INFORMATION PROVIDED:
- - - - -

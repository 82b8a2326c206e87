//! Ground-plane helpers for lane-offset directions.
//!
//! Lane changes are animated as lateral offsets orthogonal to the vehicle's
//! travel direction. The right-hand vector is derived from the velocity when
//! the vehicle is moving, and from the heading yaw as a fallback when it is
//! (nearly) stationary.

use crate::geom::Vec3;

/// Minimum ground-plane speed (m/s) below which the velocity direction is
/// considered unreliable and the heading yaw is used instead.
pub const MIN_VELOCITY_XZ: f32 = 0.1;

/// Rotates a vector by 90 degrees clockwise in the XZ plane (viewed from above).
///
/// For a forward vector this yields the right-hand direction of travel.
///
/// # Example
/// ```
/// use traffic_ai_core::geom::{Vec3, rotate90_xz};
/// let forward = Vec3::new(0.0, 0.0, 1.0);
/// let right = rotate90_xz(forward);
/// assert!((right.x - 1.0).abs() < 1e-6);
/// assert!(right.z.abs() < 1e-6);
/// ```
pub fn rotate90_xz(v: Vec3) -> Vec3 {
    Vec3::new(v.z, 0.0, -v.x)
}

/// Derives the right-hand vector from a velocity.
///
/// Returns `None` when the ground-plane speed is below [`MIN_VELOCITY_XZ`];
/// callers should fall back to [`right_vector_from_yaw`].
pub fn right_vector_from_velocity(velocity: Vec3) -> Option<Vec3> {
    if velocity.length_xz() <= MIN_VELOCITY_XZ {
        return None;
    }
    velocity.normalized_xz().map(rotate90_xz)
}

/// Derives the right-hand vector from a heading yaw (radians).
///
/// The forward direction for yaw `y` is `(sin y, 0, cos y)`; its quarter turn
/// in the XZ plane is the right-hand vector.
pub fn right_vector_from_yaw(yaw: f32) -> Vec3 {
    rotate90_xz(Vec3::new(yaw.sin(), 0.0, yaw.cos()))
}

- - - - -

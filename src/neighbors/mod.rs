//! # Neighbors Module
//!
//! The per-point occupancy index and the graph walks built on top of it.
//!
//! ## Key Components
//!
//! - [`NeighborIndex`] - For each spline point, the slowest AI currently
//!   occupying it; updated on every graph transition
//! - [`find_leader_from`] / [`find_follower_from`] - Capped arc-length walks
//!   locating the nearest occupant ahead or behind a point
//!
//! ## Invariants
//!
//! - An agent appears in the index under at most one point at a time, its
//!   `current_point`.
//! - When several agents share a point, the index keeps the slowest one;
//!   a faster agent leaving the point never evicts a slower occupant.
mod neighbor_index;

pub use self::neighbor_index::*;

- - - - -

EXERCISE: In the listing above, find the line containing "a time, its" and the line containing "pub use self::neighbor_index::*;", then quote both, plus every line between them, exactly as written.

EXERCISE RESULT:
//! - An agent appears in the index under at most one point at a time, its
//!   `current_point`.
//! - When several agents share a point, the index keeps the slowest one;
//!   a faster agent leaving the point never evicts a slower occupant.
mod neighbor_index;

pub use self::neighbor_index::*;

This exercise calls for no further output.